[PROBLEM REQUIREMENTS] Wherever a line in the records below contains "format", copy that line.

[Stored data]
- - -

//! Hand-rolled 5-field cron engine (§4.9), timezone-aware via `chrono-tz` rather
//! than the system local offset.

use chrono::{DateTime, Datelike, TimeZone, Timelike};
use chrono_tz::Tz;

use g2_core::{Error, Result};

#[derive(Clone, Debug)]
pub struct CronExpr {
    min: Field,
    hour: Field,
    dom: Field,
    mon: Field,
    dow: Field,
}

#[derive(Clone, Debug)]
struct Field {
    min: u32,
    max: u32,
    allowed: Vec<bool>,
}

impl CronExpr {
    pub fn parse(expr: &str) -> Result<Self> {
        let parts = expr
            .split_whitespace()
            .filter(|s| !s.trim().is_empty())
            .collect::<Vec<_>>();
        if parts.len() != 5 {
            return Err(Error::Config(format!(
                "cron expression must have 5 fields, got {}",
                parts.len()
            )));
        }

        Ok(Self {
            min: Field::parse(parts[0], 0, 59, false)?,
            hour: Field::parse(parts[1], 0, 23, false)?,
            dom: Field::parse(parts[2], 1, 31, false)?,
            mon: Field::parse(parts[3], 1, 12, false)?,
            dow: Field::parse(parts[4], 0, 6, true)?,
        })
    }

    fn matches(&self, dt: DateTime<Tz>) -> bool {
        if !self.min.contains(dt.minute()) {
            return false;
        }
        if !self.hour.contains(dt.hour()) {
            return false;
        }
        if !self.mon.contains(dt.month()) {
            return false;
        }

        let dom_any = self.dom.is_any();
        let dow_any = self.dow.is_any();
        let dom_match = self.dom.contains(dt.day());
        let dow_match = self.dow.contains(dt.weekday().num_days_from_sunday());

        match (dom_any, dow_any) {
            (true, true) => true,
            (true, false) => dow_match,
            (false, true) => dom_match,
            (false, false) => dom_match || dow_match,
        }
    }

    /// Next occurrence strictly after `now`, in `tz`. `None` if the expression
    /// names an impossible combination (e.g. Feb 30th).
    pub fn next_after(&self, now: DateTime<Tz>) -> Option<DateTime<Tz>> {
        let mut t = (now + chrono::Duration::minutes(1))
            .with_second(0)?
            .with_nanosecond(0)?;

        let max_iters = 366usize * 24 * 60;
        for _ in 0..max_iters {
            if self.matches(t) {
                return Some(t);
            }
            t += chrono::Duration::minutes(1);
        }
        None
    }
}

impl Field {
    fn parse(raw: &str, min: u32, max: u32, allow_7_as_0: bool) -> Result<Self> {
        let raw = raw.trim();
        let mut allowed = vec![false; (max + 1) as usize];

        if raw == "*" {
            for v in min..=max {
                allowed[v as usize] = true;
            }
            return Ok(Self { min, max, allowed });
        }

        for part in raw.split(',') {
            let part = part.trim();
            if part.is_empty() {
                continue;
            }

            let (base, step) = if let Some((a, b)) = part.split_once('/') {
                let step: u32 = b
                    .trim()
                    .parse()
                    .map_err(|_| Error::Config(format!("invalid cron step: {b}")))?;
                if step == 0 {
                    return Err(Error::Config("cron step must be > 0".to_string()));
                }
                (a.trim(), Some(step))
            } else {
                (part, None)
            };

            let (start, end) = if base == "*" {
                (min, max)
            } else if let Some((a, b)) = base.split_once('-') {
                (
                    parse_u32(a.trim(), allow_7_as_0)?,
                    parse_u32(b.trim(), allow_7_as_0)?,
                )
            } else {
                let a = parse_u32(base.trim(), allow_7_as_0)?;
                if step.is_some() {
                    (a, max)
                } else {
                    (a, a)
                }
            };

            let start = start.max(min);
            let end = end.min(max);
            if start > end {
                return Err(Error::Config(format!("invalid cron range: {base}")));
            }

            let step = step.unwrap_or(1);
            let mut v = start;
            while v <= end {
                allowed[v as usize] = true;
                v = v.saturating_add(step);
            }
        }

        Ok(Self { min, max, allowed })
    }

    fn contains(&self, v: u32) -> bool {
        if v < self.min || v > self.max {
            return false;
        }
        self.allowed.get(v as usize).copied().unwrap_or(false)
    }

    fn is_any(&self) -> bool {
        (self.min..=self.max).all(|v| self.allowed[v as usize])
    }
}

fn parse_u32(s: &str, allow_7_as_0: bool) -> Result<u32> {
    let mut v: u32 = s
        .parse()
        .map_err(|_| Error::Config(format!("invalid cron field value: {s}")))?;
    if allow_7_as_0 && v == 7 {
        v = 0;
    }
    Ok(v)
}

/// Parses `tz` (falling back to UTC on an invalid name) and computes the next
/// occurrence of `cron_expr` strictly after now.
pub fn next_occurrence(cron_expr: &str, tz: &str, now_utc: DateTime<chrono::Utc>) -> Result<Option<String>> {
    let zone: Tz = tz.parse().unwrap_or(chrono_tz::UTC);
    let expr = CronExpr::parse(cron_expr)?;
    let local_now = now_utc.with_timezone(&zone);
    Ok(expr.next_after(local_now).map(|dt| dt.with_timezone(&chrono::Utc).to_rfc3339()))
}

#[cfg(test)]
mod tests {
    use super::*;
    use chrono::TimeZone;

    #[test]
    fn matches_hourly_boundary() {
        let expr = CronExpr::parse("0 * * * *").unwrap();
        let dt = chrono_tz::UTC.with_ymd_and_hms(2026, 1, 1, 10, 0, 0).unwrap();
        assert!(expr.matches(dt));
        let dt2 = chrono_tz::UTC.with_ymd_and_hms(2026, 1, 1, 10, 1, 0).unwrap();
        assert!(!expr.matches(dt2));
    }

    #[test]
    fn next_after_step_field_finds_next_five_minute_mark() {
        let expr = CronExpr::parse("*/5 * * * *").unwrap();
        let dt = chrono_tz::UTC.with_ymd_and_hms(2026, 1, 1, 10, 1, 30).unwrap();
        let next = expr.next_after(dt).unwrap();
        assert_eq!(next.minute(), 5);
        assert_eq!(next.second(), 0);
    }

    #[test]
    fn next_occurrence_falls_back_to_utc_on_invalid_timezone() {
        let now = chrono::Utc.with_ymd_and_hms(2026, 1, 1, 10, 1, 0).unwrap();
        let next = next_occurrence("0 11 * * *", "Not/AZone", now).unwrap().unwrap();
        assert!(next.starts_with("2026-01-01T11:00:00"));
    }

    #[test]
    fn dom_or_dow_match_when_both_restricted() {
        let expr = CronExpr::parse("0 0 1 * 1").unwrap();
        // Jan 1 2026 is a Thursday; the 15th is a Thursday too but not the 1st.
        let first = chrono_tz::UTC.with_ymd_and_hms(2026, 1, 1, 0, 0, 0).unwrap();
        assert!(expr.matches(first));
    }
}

- - -

[RESPONSE FOR THIS EXERCISE]
            return Err(Error::Config(format!(
                    .map_err(|_| Error::Config(format!("invalid cron step: {b}")))?;
                return Err(Error::Config(format!("invalid cron range: {base}")));
        .map_err(|_| Error::Config(format!("invalid cron field value: {s}")))?;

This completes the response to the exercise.